Tuesday, December 11, 2012

Hiding Out With The Cuttlefish

Common Cuttlefish (Sepia officinalis)
The ability of cephalopods to vary their colour has been known since antiquity and while most species can achieve impressive colour changes, few can match the common cuttlefish (Sepia officinalis) for sheer dramatic quality. This is in part due to the size (1.5 mm in diameter) and density (50 per square mm) of the chromatophores (1), the neurally controlled colour bearing organs that can change the pigmentation and hence appearance of the animal with incredible detail. However in part it is, as the chromatophores are just one movement in the symphony that makes each animals body pattern.
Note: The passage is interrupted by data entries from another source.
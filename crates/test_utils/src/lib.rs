// Path: crates/test_utils/src/lib.rs
#![cfg_attr(
    not(test),
    deny(
        clippy::unwrap_used,
        clippy::expect_used,
        clippy::unimplemented,
        clippy::todo,
        clippy::indexing_slicing
    )
)]

//! # Agora Test Utilities
//!
//! Assertion macros and state fixtures shared by the governance engine's tests.

pub mod assertions;
pub mod fixtures;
Body pattern change is used in feeding feeding, avoiding predators and communication, and is therefore an integral part of S. officinalis life history. Its most striking aspect are the chromatophores, organs that are unique in the animal kingdom to cephalopods. Body pattern is controlled in a hierarchical fashion in S. officinalis: behaviour will dictate body pattern and hence organ response. Body pattern is constructed using four components, such as coloration of which chromatophores play a part. However, they are aided by organs such as leucophores which scatter light of all waveslengths and iridiphores, which produce interference colours when viewed from certain angles, often giving pink and iridescent greens and blues (1). The other three components are textural (the smoothness or papillation of the skin), postural (the orientation of the body parts) and locomotor (the action of the animal, e.g. resting, burying, scuttling, etc.). These components are themselves divided into units which are in turn divided into elements, such as the previously mentioned chromatophores. This complex hierarchy of organisation allows for the wide variety of body shapes observed in S. officinalis.
 
Such an intricate response mechanism is under tight control of the central nervous system and is driven by visual stimuli. Environmental cues taken in by the eye and transferred to the optic lobe where information is processed and transferred to the lateral basal lobe which will control motor response (1). Amazingly, these neural areas are already well developed upon hatching in S. officinalis and newly emerged cuttlefish are immediately able to conceal themselves from predators (2). They use strategies such as colour resemblence, disruptive coloration, obliterative shading, shadow elimination, disguise and adaptive behaviour to avoid becoming a meal from fish such as the Comber (Serranus cabrilla).
 
Human ability to distinguish symmetrical objects easily and quickly lead to the assumption that the use of these behaviours would be greatly enhanced by the use of asymmetrical patterns. However, it has been demonstrated that in cryptic behaviour, S. officinalis will exhibit a high degree of bilateral symmetry (3). This seems counter-intuitive: symmetrical objects would stick out much more obviously in a random, asymmetrical environment. Yet S. officinalis is notoriously difficult to spot in its native environment. This may be due to a number of factors (3). Predators of S. officinalis may not use symmetry as a visual clue. Also the orientation of the axis of symmetry is important, as unless the axis is horizontal or vertical, symmetry becomes less apparent to the viewer. Alternatively, symmetry may play a vital role in concealment. By highlighting a symmetrical pattern on its body, S. officinalis may be taking the emphasis off its own body shape, making it seem just an interesting but inedible artifact to its predators.
References:
  1. Hanlon and Messenger, 1998. Cephalod Behaviour pp. 31-46
  2. Langridge, 2006. Proceedings of the Royal Society Series B 273 pp. 959-967
  3. Hanlon and J. B. Messenger, 1988. Philosophical Transactions of the Royal Society of London, Series B, Biological Sciences 320 pp. 437-487
Cuttlefish picture taken at Galway Atlantiquaria, Salthill, Co. Galway.